▼

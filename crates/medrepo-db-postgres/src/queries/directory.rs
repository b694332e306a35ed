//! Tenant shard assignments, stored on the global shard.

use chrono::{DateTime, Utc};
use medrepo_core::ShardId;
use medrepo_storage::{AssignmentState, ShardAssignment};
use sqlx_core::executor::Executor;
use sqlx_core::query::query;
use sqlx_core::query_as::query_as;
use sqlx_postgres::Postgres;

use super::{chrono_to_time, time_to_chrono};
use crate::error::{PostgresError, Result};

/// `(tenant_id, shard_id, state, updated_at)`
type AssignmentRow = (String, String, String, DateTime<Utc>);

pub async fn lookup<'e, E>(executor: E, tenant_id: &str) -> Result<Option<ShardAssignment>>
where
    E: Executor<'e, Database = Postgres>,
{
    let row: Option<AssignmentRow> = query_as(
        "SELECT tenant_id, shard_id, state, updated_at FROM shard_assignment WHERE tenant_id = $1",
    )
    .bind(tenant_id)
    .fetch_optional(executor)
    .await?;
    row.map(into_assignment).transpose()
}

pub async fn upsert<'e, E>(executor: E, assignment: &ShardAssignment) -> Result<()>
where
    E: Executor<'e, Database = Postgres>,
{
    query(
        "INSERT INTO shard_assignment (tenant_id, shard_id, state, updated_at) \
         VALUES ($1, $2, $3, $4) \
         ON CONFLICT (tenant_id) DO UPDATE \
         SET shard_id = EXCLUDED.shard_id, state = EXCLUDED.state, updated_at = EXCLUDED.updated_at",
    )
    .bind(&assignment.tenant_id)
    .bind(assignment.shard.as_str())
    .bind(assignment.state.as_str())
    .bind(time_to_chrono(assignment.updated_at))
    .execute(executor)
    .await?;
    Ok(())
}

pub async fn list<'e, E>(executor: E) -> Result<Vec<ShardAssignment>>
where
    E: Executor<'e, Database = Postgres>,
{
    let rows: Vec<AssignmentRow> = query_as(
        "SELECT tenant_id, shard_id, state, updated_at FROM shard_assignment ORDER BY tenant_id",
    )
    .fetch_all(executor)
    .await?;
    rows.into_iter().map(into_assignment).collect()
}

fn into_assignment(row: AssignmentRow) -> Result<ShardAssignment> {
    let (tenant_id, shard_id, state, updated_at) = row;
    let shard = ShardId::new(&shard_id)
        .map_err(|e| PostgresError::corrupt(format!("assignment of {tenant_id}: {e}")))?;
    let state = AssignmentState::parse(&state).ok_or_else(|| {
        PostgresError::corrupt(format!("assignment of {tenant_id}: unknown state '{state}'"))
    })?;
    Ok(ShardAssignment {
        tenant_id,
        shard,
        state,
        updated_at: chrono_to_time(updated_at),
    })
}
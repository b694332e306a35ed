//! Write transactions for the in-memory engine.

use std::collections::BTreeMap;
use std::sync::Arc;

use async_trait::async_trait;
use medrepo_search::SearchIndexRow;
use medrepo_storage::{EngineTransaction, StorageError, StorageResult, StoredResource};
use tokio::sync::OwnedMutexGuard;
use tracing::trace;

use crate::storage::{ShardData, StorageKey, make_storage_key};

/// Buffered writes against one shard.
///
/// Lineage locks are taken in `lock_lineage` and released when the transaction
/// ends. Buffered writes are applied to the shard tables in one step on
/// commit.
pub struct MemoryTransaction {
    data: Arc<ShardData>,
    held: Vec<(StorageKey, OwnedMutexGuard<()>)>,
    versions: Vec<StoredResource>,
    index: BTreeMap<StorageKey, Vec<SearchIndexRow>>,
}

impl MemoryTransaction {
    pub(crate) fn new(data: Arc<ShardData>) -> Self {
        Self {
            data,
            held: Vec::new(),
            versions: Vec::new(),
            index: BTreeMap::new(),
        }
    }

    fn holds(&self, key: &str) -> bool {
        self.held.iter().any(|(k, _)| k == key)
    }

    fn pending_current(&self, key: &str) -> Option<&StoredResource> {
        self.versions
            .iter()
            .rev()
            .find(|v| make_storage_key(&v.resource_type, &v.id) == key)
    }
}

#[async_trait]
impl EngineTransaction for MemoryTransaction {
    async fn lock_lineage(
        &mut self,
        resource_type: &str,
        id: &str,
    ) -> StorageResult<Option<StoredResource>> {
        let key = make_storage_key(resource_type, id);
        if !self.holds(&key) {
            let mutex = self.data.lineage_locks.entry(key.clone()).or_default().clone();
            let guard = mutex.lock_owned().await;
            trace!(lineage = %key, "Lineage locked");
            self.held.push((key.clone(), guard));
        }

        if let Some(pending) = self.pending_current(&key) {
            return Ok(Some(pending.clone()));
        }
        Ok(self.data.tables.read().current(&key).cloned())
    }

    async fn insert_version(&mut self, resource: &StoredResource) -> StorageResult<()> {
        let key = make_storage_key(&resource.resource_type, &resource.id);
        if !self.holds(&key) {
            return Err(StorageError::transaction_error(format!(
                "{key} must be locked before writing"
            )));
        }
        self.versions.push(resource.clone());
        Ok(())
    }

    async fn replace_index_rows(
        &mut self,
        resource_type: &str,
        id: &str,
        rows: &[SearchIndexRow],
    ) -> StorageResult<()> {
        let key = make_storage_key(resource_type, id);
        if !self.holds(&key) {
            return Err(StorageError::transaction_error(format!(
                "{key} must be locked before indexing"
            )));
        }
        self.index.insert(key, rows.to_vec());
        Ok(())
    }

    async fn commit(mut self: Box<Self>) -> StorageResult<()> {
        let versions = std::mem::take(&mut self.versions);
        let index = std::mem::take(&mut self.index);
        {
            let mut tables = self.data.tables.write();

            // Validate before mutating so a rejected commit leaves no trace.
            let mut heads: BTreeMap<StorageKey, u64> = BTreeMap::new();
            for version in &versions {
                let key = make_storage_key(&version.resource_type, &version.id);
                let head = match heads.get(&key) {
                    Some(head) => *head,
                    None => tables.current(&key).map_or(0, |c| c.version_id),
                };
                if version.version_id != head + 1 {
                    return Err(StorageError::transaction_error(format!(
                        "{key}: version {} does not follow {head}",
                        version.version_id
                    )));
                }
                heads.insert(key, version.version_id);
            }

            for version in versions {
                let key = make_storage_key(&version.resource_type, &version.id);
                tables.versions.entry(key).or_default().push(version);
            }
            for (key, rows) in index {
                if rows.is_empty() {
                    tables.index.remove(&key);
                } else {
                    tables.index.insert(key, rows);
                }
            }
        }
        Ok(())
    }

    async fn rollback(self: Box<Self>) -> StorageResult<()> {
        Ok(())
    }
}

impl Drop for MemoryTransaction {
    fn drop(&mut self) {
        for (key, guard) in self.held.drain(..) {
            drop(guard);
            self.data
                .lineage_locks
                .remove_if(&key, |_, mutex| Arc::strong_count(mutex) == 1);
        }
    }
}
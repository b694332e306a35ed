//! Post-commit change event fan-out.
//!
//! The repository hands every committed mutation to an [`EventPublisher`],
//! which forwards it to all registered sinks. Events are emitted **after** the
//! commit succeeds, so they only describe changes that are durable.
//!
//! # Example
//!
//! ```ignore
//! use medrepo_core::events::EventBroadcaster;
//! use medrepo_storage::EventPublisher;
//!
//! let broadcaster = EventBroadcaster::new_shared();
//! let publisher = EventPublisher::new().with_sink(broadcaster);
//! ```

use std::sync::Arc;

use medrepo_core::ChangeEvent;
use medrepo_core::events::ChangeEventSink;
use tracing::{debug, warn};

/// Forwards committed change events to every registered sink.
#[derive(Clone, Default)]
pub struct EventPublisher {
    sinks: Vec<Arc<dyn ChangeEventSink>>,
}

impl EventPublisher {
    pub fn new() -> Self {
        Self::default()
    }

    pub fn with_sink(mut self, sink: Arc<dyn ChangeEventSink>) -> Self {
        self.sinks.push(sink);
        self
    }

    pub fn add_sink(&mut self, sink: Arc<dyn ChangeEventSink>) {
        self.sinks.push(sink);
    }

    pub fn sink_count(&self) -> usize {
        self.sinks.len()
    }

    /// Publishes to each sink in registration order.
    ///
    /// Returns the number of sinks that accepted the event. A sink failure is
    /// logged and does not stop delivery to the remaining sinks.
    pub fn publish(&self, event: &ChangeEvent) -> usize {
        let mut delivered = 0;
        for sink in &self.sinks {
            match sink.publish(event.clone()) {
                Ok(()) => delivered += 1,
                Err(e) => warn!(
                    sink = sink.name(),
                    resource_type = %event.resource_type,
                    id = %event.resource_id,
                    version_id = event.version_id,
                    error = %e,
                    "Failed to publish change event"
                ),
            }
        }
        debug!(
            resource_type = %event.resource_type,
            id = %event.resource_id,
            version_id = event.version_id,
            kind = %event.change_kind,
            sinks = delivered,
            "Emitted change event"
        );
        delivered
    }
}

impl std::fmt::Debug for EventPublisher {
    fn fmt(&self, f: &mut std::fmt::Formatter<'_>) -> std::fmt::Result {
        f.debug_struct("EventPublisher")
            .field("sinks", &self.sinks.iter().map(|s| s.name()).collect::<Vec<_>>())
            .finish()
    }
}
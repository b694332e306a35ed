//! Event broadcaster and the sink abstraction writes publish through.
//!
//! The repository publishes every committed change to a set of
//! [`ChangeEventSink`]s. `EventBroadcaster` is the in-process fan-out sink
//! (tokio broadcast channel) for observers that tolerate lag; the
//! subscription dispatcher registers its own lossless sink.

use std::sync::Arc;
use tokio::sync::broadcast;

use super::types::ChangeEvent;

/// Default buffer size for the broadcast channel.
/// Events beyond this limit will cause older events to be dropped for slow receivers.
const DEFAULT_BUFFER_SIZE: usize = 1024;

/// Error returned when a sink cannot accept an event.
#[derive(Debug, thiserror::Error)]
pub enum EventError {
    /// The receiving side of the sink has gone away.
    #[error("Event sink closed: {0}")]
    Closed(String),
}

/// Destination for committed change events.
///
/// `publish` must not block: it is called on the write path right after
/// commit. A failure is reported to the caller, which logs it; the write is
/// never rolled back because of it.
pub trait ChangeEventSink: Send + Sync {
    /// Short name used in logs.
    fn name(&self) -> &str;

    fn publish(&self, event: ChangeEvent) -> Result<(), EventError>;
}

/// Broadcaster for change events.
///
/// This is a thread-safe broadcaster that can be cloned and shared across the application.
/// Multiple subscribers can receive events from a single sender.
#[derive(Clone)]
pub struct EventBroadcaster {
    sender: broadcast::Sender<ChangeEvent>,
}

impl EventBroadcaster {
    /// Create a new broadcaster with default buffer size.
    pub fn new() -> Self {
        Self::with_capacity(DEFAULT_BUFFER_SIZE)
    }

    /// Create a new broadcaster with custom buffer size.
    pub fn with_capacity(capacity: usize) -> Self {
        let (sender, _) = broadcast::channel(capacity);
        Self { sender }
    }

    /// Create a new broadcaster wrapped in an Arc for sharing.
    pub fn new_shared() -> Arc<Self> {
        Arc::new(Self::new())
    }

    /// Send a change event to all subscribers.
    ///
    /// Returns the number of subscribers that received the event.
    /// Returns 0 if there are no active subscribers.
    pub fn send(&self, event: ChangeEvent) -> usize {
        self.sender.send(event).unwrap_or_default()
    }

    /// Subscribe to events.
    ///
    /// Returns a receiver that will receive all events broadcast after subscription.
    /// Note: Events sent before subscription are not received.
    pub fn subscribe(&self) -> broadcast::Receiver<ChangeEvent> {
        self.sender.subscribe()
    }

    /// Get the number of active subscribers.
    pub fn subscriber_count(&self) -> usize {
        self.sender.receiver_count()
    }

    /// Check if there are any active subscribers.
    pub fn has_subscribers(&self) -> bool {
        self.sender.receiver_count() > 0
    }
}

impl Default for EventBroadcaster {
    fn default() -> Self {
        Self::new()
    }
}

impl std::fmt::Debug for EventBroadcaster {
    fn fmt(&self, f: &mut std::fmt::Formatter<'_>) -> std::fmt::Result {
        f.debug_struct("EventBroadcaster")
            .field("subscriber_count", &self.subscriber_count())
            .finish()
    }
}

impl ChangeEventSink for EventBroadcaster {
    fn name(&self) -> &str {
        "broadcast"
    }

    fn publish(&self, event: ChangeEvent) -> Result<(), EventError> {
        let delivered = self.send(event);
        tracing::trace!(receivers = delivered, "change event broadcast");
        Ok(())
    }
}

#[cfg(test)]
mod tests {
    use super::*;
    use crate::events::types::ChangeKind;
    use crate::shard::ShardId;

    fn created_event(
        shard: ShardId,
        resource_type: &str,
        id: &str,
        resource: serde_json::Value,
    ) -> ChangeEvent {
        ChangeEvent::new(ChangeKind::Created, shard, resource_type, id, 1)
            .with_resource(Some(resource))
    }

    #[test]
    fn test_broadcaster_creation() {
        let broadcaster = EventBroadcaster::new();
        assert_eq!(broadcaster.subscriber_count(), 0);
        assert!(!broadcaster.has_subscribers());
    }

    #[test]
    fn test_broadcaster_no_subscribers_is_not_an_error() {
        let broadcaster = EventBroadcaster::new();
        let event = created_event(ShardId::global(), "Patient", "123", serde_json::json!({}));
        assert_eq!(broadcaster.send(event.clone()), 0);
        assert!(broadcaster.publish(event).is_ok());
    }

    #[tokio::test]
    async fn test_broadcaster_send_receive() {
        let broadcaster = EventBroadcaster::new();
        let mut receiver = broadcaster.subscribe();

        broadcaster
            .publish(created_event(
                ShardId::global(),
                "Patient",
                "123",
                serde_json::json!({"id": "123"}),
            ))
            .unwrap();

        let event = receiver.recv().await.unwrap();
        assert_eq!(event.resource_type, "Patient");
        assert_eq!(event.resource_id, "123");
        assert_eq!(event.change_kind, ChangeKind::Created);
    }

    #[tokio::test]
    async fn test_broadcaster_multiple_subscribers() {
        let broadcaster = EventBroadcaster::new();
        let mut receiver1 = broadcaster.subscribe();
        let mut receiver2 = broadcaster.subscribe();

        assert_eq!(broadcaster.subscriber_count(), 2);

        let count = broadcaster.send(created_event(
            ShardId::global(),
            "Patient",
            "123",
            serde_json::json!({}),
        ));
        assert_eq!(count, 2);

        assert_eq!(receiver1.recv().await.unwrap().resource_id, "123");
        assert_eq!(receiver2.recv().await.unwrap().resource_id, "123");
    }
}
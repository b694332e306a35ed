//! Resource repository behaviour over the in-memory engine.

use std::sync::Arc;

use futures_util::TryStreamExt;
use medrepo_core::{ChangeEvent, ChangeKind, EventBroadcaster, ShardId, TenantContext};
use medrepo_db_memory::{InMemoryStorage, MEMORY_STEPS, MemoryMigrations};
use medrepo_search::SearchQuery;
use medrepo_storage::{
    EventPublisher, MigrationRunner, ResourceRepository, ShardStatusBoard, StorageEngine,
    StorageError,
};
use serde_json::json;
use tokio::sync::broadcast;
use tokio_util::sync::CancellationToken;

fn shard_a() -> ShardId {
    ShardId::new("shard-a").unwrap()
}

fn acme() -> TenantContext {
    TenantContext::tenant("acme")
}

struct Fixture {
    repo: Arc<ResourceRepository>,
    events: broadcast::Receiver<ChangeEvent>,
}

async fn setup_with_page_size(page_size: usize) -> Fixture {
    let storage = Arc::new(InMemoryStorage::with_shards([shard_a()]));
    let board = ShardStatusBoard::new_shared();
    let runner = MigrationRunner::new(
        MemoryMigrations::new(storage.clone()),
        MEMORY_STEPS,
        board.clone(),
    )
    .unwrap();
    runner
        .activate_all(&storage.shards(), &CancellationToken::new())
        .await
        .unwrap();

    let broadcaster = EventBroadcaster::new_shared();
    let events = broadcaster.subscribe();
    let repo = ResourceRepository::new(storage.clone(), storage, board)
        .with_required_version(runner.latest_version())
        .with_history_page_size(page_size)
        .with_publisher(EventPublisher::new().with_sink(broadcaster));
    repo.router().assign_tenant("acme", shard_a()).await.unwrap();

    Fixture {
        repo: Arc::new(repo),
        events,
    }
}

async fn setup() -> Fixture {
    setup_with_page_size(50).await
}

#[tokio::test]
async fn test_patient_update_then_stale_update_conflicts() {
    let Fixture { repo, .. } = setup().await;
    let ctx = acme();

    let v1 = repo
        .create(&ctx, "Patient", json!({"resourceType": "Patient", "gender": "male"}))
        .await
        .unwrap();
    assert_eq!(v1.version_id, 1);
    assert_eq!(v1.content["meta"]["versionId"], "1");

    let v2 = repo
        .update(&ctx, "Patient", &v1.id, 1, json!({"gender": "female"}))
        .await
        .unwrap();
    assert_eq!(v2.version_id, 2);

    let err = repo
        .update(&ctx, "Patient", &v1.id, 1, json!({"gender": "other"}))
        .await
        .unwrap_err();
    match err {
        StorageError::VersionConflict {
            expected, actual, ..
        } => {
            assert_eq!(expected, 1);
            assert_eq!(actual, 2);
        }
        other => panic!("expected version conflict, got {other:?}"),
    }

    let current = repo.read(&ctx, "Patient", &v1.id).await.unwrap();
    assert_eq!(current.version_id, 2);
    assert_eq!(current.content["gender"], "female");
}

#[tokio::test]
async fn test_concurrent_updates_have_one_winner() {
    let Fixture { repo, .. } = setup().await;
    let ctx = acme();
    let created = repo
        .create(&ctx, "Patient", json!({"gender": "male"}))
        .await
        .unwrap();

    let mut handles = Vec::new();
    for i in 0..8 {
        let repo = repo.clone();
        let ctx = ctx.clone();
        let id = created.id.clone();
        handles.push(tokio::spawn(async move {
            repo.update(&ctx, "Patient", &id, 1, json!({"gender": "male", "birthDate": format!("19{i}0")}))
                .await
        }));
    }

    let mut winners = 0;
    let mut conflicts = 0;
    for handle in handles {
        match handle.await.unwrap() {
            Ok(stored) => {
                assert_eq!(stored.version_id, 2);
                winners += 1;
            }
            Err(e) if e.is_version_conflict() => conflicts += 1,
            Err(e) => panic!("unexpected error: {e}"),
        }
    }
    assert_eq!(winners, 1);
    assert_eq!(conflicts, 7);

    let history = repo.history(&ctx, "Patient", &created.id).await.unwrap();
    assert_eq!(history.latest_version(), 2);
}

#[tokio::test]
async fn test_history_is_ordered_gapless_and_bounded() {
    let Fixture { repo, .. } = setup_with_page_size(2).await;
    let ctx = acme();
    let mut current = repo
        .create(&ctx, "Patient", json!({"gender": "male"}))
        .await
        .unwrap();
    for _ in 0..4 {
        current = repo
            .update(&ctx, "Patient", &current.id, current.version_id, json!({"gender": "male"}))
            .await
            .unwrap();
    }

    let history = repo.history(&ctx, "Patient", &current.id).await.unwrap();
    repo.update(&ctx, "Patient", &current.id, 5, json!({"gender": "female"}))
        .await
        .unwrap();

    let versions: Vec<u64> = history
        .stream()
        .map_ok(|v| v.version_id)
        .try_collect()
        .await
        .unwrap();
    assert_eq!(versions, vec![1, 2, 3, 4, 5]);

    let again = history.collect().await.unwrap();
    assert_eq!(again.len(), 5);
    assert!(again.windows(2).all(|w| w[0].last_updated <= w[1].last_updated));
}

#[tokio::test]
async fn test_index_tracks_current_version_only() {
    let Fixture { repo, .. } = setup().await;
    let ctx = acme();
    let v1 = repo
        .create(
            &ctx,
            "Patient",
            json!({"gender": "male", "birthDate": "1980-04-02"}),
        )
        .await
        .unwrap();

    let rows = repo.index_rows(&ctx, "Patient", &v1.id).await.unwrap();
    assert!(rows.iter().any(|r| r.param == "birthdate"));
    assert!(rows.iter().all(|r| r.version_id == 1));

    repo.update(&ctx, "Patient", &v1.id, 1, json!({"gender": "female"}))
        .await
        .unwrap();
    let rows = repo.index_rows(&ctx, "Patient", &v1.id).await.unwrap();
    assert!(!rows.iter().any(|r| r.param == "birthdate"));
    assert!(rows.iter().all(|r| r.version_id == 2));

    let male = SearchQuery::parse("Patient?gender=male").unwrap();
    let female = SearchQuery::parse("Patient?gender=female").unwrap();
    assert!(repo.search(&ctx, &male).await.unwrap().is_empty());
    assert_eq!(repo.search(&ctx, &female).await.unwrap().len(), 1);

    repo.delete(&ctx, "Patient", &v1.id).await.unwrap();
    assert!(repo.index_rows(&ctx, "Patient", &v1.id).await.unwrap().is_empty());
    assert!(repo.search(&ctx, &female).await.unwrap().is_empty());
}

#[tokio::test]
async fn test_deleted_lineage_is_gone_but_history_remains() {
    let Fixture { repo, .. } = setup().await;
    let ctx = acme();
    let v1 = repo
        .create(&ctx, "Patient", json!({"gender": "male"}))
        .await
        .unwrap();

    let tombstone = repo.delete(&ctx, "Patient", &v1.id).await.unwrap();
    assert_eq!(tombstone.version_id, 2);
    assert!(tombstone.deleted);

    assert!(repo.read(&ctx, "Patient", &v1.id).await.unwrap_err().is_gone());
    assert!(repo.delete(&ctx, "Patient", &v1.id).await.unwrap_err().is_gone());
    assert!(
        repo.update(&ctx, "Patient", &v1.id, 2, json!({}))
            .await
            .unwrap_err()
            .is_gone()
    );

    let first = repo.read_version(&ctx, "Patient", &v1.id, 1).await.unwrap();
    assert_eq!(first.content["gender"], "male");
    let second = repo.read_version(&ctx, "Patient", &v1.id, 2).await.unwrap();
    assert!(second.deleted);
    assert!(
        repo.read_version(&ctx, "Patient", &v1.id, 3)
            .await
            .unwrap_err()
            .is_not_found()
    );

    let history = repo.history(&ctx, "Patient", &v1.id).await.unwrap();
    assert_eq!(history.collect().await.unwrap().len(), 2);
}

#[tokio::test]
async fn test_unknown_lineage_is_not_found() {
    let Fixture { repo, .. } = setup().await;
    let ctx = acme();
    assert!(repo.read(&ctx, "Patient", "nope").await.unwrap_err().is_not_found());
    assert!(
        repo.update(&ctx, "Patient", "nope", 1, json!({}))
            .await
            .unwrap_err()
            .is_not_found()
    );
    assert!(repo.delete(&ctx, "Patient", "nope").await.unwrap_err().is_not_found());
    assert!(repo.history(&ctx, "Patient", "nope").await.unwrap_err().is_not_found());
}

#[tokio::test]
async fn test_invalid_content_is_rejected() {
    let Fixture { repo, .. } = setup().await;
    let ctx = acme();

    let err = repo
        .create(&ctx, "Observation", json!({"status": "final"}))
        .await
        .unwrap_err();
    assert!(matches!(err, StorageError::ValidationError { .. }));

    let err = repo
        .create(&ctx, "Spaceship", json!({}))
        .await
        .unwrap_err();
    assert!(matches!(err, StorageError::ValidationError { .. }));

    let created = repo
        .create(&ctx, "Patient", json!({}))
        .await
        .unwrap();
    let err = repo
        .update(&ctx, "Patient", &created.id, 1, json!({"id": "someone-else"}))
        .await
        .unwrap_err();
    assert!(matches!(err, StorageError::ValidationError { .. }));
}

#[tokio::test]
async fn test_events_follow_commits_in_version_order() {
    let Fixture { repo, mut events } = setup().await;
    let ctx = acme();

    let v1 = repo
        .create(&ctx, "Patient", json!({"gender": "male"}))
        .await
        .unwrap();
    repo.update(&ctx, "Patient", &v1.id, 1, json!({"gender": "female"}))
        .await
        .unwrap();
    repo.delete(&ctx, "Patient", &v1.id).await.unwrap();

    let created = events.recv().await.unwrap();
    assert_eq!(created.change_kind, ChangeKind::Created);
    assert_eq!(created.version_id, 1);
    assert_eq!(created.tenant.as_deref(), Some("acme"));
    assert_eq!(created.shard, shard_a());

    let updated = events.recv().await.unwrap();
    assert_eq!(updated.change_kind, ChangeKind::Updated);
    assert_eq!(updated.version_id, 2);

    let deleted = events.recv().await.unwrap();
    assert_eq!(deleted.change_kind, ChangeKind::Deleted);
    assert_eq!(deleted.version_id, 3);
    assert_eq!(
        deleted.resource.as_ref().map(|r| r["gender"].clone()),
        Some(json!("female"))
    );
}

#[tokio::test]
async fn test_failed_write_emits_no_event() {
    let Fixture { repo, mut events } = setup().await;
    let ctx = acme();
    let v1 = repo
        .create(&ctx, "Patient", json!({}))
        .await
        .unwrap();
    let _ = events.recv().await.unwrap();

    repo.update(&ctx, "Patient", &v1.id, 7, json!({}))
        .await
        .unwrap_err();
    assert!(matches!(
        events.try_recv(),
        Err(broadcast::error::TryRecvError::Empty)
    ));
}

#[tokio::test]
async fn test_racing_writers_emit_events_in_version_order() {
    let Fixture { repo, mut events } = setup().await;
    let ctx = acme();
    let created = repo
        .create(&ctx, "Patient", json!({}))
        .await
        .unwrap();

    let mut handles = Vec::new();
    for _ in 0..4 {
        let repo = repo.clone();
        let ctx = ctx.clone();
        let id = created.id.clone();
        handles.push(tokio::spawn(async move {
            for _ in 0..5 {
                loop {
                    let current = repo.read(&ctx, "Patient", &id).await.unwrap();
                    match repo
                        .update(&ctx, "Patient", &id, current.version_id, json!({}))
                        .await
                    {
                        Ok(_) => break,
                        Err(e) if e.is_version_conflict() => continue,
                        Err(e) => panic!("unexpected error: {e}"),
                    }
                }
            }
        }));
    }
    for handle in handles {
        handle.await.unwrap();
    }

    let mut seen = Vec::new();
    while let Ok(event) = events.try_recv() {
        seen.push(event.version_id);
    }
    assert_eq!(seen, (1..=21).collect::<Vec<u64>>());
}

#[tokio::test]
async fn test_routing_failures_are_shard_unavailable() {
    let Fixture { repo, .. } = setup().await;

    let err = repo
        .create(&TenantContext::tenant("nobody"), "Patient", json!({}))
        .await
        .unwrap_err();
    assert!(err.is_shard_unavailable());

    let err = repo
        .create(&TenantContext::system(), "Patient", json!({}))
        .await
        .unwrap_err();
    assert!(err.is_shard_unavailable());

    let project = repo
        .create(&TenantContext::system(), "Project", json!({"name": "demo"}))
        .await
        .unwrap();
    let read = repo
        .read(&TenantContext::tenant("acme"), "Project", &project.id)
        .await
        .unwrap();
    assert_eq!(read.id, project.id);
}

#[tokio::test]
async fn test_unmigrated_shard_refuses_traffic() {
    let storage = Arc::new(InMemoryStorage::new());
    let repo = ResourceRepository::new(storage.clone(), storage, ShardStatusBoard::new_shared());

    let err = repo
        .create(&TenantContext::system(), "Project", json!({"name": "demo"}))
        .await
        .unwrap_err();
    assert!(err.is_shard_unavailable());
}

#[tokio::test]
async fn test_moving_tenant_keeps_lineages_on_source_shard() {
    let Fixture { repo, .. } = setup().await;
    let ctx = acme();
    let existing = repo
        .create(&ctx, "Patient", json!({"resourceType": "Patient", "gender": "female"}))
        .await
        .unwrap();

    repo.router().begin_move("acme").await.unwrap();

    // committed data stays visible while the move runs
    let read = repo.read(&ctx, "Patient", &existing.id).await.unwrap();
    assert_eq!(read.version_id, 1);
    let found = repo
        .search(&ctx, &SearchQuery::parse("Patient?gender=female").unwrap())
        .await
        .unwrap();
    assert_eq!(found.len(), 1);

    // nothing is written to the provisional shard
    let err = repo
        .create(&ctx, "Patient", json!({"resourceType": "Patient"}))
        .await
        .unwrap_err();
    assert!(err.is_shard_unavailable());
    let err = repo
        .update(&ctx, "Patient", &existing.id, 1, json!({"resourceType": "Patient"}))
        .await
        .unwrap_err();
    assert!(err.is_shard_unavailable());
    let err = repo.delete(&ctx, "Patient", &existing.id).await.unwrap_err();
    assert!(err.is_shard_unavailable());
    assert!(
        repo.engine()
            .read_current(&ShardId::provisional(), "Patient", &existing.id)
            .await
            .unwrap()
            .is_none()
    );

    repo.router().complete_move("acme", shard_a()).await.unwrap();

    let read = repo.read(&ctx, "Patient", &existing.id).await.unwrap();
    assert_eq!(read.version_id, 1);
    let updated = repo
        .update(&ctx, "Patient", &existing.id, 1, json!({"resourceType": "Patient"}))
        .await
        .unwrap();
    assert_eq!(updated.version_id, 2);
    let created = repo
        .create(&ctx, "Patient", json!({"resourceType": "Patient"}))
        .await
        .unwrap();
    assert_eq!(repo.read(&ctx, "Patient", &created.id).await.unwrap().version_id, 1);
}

▲

EXERCISE OBJECTIVE
Across the records above, in how many lines does the string "ChangeKind" appear? Reply with the figure alone.

SOLUTION
7